The deal between Lumenate and Stonebridge is the second Sun VAR acquisition in Texas this year. In March, San Antonio-based Sigma Solutions acquired SIS Technologies, Houston.
Under the agreement with Stonebridge, finalized last week, Lumenate also gets the part of Stonebridge's Hitachi Data Systems and legacy Veritas businesses related to Sun infrastructure.
As a result, Lumenate, which had revenue of $11 million and 17 employees last year, gets 14 new employees plus new business worth more than $20 million. Lumenate founder and president Reagan Dixon said he expects sales for next year to top $40 million as a result of organic growth and the acquisition. To aid that growth, Lumenate aims to hire three technicians to support its combined sales staff.
Dixon said Lumenate has enjoyed strong growth since its launch about three years ago, signing up an average of one new customer per month. But since January, Lumenate already has landed 14 new customers. The growth came primarily from Sun customers that used storage from other vendors, especially EMC, as well as from companies that hadn't used Sun products in the past, he said.
Such strong growth spurred Dixon to consider an acquisition. That opportunity came about a year ago when Stonebridge, a long-time Sun solution provider, signed up as an IBM business partner. Dixon said he called James Ivy, Stonebridge president and CEO, at that time and discussed a deal for Stonebridge's Sun business, but Ivy said no. Yet about three months ago, they got together again, and this time, the time was right.
Part of the acquisition deal includes an agreement for Lumenate and Stonebridge to help each other identify new opportunities. "Neither of us is looking to take advantage of the other," Dixon said. "We want both organizations to be healthy today and in the future. It's structured so that if we come to a customer who, for whatever reason, says they have an allergic reaction to Sun but an interest in IBM, I'll call James [Ivy] to tell him the about the opportunity. But there's no financial arrangement in this regard."

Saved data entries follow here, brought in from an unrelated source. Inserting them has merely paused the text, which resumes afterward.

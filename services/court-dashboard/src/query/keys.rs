//! Hierarchical query keys
//!
//! Every key starts with the [`ROOT`] segment; each level is a prefix of the
//! levels below it, so a key can address one entry or a whole subtree:
//!
//! ```text
//! tennis-scheduler
//! ├── health
//! ├── schedules
//! │   ├── list/{filters}
//! │   ├── upcoming/{days}
//! │   └── detail/{id}
//! ├── stats
//! ├── scheduler/status
//! └── token/status
//! ```

use std::fmt;

use court_api::{ScheduleId, SchedulesFilters, DEFAULT_UPCOMING_DAYS};

pub const ROOT: &str = "tennis-scheduler";

/// One level of a [`QueryKey`]
#[derive(Debug, Clone, PartialEq, Eq, Hash, PartialOrd, Ord)]
pub enum KeySegment {
    Scope(&'static str),
    Filters(SchedulesFilters),
    Days(u32),
    Id(ScheduleId),
}

impl fmt::Display for KeySegment {
    fn fmt(&self, f: &mut fmt::Formatter<'_>) -> fmt::Result {
        match self {
            KeySegment::Scope(name) => f.write_str(name),
            KeySegment::Filters(filters) if filters.is_empty() => f.write_str("all"),
            KeySegment::Filters(filters) => {
                f.write_str(filters.to_query_string().trim_start_matches('?'))
            }
            KeySegment::Days(days) => write!(f, "{}d", days),
            KeySegment::Id(id) => write!(f, "{}", id),
        }
    }
}

/// Structured identifier of a cache entry
///
/// Keys built from structurally equal parameters are equal.
#[derive(Debug, Clone, PartialEq, Eq, Hash, PartialOrd, Ord)]
pub struct QueryKey(Vec<KeySegment>);

impl QueryKey {
    pub fn all() -> Self {
        QueryKey(vec![KeySegment::Scope(ROOT)])
    }

    fn child(mut self, segment: KeySegment) -> Self {
        self.0.push(segment);
        self
    }

    fn scope(self, name: &'static str) -> Self {
        self.child(KeySegment::Scope(name))
    }

    pub fn health() -> Self {
        Self::all().scope("health")
    }

    pub fn schedules() -> Self {
        Self::all().scope("schedules")
    }

    pub fn schedules_list(filters: &SchedulesFilters) -> Self {
        Self::schedules()
            .scope("list")
            .child(KeySegment::Filters(filters.clone()))
    }

    /// Days default to seven before keying, so `None` and `Some(7)` coincide
    pub fn schedules_upcoming(days: Option<u32>) -> Self {
        Self::schedules()
            .scope("upcoming")
            .child(KeySegment::Days(days.unwrap_or(DEFAULT_UPCOMING_DAYS)))
    }

    pub fn schedules_detail(id: ScheduleId) -> Self {
        Self::schedules().scope("detail").child(KeySegment::Id(id))
    }

    pub fn stats() -> Self {
        Self::all().scope("stats")
    }

    pub fn scheduler() -> Self {
        Self::all().scope("scheduler")
    }

    pub fn scheduler_status() -> Self {
        Self::scheduler().scope("status")
    }

    pub fn token() -> Self {
        Self::all().scope("token")
    }

    pub fn token_status() -> Self {
        Self::token().scope("status")
    }

    pub fn segments(&self) -> &[KeySegment] {
        &self.0
    }

    /// True if `prefix` addresses this key or one of its ancestors
    pub fn starts_with(&self, prefix: &QueryKey) -> bool {
        self.0.starts_with(&prefix.0)
    }
}

impl fmt::Display for QueryKey {
    fn fmt(&self, f: &mut fmt::Formatter<'_>) -> fmt::Result {
        for (i, segment) in self.0.iter().enumerate() {
            if i > 0 {
                f.write_str("/")?;
            }
            write!(f, "{}", segment)?;
        }
        Ok(())
    }
}
//! Scripted backend for testing
//!
//! [`MockBackend`] implements [`HttpClient`] by matching the method and the
//! path (including the query string) of each request against scripted
//! replies, and records every request it sees. Unscripted routes answer
//! `404 Not Found`.

use std::collections::{HashMap, VecDeque};
use std::sync::{Arc, Mutex, MutexGuard, PoisonError};
use std::time::Duration;

use async_trait::async_trait;
use tracing::debug;

use crate::error::{ApiError, Result};
use crate::io::{HttpClient, HttpRequest, HttpResponse, Method};

type Route = (Method, String);

#[derive(Debug, Clone)]
enum Reply {
    Respond(HttpResponse),
    Fail(ApiError),
}

#[derive(Debug, Default)]
struct MockState {
    once: HashMap<Route, VecDeque<Reply>>,
    always: HashMap<Route, Reply>,
    requests: Vec<HttpRequest>,
    latency: Option<Duration>,
}

impl MockState {
    fn next_reply(&mut self, route: &Route) -> Reply {
        if let Some(reply) = self.once.get_mut(route).and_then(VecDeque::pop_front) {
            return reply;
        }
        self.always
            .get(route)
            .cloned()
            .unwrap_or_else(|| Reply::Respond(HttpResponse::empty(404, "Not Found")))
    }
}

/// In-memory stand-in for the scheduler backend
#[derive(Debug, Clone, Default)]
pub struct MockBackend {
    state: Arc<Mutex<MockState>>,
}

impl MockBackend {
    pub fn new() -> Self {
        Self::default()
    }

    fn lock(&self) -> MutexGuard<'_, MockState> {
        self.state.lock().unwrap_or_else(PoisonError::into_inner)
    }

    /// Delay every reply, so concurrent callers overlap
    pub fn with_latency(self, latency: Duration) -> Self {
        self.lock().latency = Some(latency);
        self
    }

    /// Answer every request to the route with `response`
    pub fn respond(&self, method: Method, path: &str, response: HttpResponse) -> &Self {
        self.lock()
            .always
            .insert((method, path.to_string()), Reply::Respond(response));
        self
    }

    /// Answer every request to the route with a 200 JSON body
    pub fn respond_json(&self, method: Method, path: &str, body: &serde_json::Value) -> &Self {
        self.respond(method, path, HttpResponse::json(body.to_string()))
    }

    /// Answer the next request to the route with `response`, ahead of the
    /// standing reply
    pub fn respond_once(&self, method: Method, path: &str, response: HttpResponse) -> &Self {
        self.lock()
            .once
            .entry((method, path.to_string()))
            .or_default()
            .push_back(Reply::Respond(response));
        self
    }

    /// Fail every request to the route at the transport level
    pub fn fail(&self, method: Method, path: &str, error: ApiError) -> &Self {
        self.lock()
            .always
            .insert((method, path.to_string()), Reply::Fail(error));
        self
    }

    pub fn fail_once(&self, method: Method, path: &str, error: ApiError) -> &Self {
        self.lock()
            .once
            .entry((method, path.to_string()))
            .or_default()
            .push_back(Reply::Fail(error));
        self
    }

    /// Every request seen so far, oldest first
    pub fn requests(&self) -> Vec<HttpRequest> {
        self.lock().requests.clone()
    }

    /// Number of requests seen for a route
    pub fn request_count(&self, method: Method, path: &str) -> usize {
        self.lock()
            .requests
            .iter()
            .filter(|r| r.method == method && path_of(&r.url) == path)
            .count()
    }

    pub fn clear_requests(&self) {
        self.lock().requests.clear();
    }
}

/// Path and query of an absolute URL
fn path_of(url: &str) -> &str {
    let after_scheme = url.find("://").map(|i| &url[i + 3..]).unwrap_or(url);
    after_scheme
        .find('/')
        .map(|i| &after_scheme[i..])
        .unwrap_or("/")
}

#[async_trait]
impl HttpClient for MockBackend {
    async fn send(&self, request: HttpRequest) -> Result<HttpResponse> {
        let route = (request.method, path_of(&request.url).to_string());
        debug!("Mock backend received {} {}", route.0, route.1);

        let (reply, latency) = {
            let mut state = self.lock();
            state.requests.push(request);
            (state.next_reply(&route), state.latency)
        };

        if let Some(latency) = latency {
            tokio::time::sleep(latency).await;
        }

        match reply {
            Reply::Respond(response) => Ok(response),
            Reply::Fail(error) => Err(error),
        }
    }
}
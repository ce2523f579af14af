//! Court Dashboard - tennis court booking schedule dashboard
//!
//! Reads the scheduler backend through a shared query cache, keeps health
//! and scheduler status fresh in the background, and serves a status page
//! plus JSON endpoints.

pub mod config;
pub mod dashboard;
pub mod error;
pub mod mutations;
pub mod poller;
pub mod queries;
pub mod query;

pub use config::{load_config, Config};
pub use error::{DashboardError, Result};
pub use mutations::Mutation;
pub use queries::Queries;
pub use query::{make_query_client, QueryClient, QueryKey, QueryObserver, QueryPolicy, QueryState};

use std::net::SocketAddr;
use std::sync::Arc;

use court_api::{ApiClient, HttpClient, ReqwestHttpClient};
use tokio::net::TcpListener;
use tokio_util::sync::CancellationToken;

/// Assembles a [`Dashboard`] from configuration
pub struct DashboardBuilder {
    config: Config,
    http: Option<Arc<dyn HttpClient>>,
}

impl DashboardBuilder {
    pub fn new(config: Config) -> Self {
        Self { config, http: None }
    }

    /// Transport to the backend; defaults to reqwest
    pub fn with_http_client(mut self, http: Arc<dyn HttpClient>) -> Self {
        self.http = Some(http);
        self
    }

    /// Create the cache and bind the dashboard listener if enabled
    pub async fn build(self) -> Result<Dashboard> {
        let http = self
            .http
            .unwrap_or_else(|| Arc::new(ReqwestHttpClient::new()) as Arc<dyn HttpClient>);
        let api = ApiClient::new(self.config.api.base_url.clone(), http);
        let queries = Queries::new(make_query_client(), api).with_polling(&self.config.polling);

        let listener = if self.config.dashboard.enabled {
            let addr = SocketAddr::from(([0, 0, 0, 0], self.config.dashboard.port));
            let listener = TcpListener::bind(addr).await.inspect_err(|e| {
                tracing::error!(
                    "Failed to bind dashboard to port {}: {}",
                    self.config.dashboard.port,
                    e
                )
            })?;
            Some(listener)
        } else {
            None
        };

        Ok(Dashboard {
            config: self.config,
            queries,
            listener,
            cancel: CancellationToken::new(),
        })
    }
}

/// A configured dashboard, ready to start
pub struct Dashboard {
    config: Config,
    queries: Queries,
    listener: Option<TcpListener>,
    cancel: CancellationToken,
}

impl Dashboard {
    pub fn queries(&self) -> &Queries {
        &self.queries
    }

    /// Address of the bound dashboard listener, if enabled
    pub fn local_addr(&self) -> Option<SocketAddr> {
        self.listener.as_ref().and_then(|l| l.local_addr().ok())
    }

    /// Cancelling this token stops [`start`](Self::start)
    pub fn cancellation_token(&self) -> CancellationToken {
        self.cancel.clone()
    }

    /// Run pollers and the dashboard until cancelled or Ctrl-C
    pub async fn start(self) -> Result<()> {
        let cancel = self.cancel;

        let cancel_for_signal = cancel.clone();
        tokio::spawn(async move {
            match tokio::signal::ctrl_c().await {
                Ok(()) => tracing::info!("Shutdown signal received"),
                Err(e) => {
                    tracing::error!("Failed to listen for ctrl-c: {}", e);
                    return;
                }
            }
            cancel_for_signal.cancel();
        });

        let _health = self.queries.watch_health().await;
        let _scheduler_status = self.queries.watch_scheduler_status().await;
        let gc = poller::spawn_gc_loop(
            self.queries.client().clone(),
            self.config.polling.gc_interval,
            cancel.clone(),
        );

        tracing::info!(
            "Court dashboard started against {}",
            self.queries.api().base_url()
        );

        if let Some(listener) = self.listener {
            if let Ok(addr) = listener.local_addr() {
                tracing::info!("Dashboard listening on http://{}", addr);
            }
            let router =
                dashboard::build_router(self.queries.clone(), self.config.dashboard.upcoming_days);
            let cancel_for_dashboard = cancel.clone();
            axum::serve(listener, router)
                .with_graceful_shutdown(async move {
                    cancel_for_dashboard.cancelled().await;
                })
                .await
                .map_err(|e| DashboardError::Server(e.to_string()))?;
            tracing::debug!("Dashboard stopped");
        } else {
            cancel.cancelled().await;
        }

        let _ = gc.await;
        tracing::info!("Court dashboard stopped");
        Ok(())
    }
}
//! Query cache: keys, per-operation policies and the shared client

pub mod client;
pub mod keys;
pub mod policy;

pub use client::{make_query_client, QueryClient, QueryObserver, QueryState};
pub use keys::{KeySegment, QueryKey};
pub use policy::{retry_delay, QueryPolicy, RetryPolicy, DEFAULT_GC_TIME};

By selling its Sun-centric business to Lumenate, Stonebridge can better focus on the core consulting business it has cultivated since its rebirth in recent years as a traditional solution provider, which followed a failed e-business foray.
"I know it's an overused cliche, but it's a win-win situation," Ivy said of the deal with Lumenate. "This is as close as one can get to it."
About 75 percent of the customers moving from Stonebridge to Lumenate were Sun-only clients, and the rest worked with Stonebridge on both the consulting side and the Sun side, Ivy said.
"The customers we served that were predominantly Sun-centric have the opportunity to be better-served with Lumenate," Ivy said. "We will continue to do business with the others as we have in the past with our consulting business."
Sun customers typically are larger companies, whereas Stonebridge's consulting business is geared more toward midsize firms, according to Ivy. "Sixty percent of our consulting business is in the midmarket," he said. "But Sun's average customer is a larger, multibillion-dollar company. Our strategic value was not getting the leverage we would have hoped for. Also, being in Texas and Oklahoma, we derive much of our consulting revenue from the energy space. That's not where Sun derives much of its business from."
The divestiture of its Sun business leaves Stonebridge with 90 to 100 employees and revenue of about $18 million, Ivy said. Although Stonebridge's Sun business was profitable, the solution provider should do better with its sharpened consulting focus, he added.
"Hopefully, both companies can look back a year from now and say this [deal] is a key enabler of our growth," Ivy said.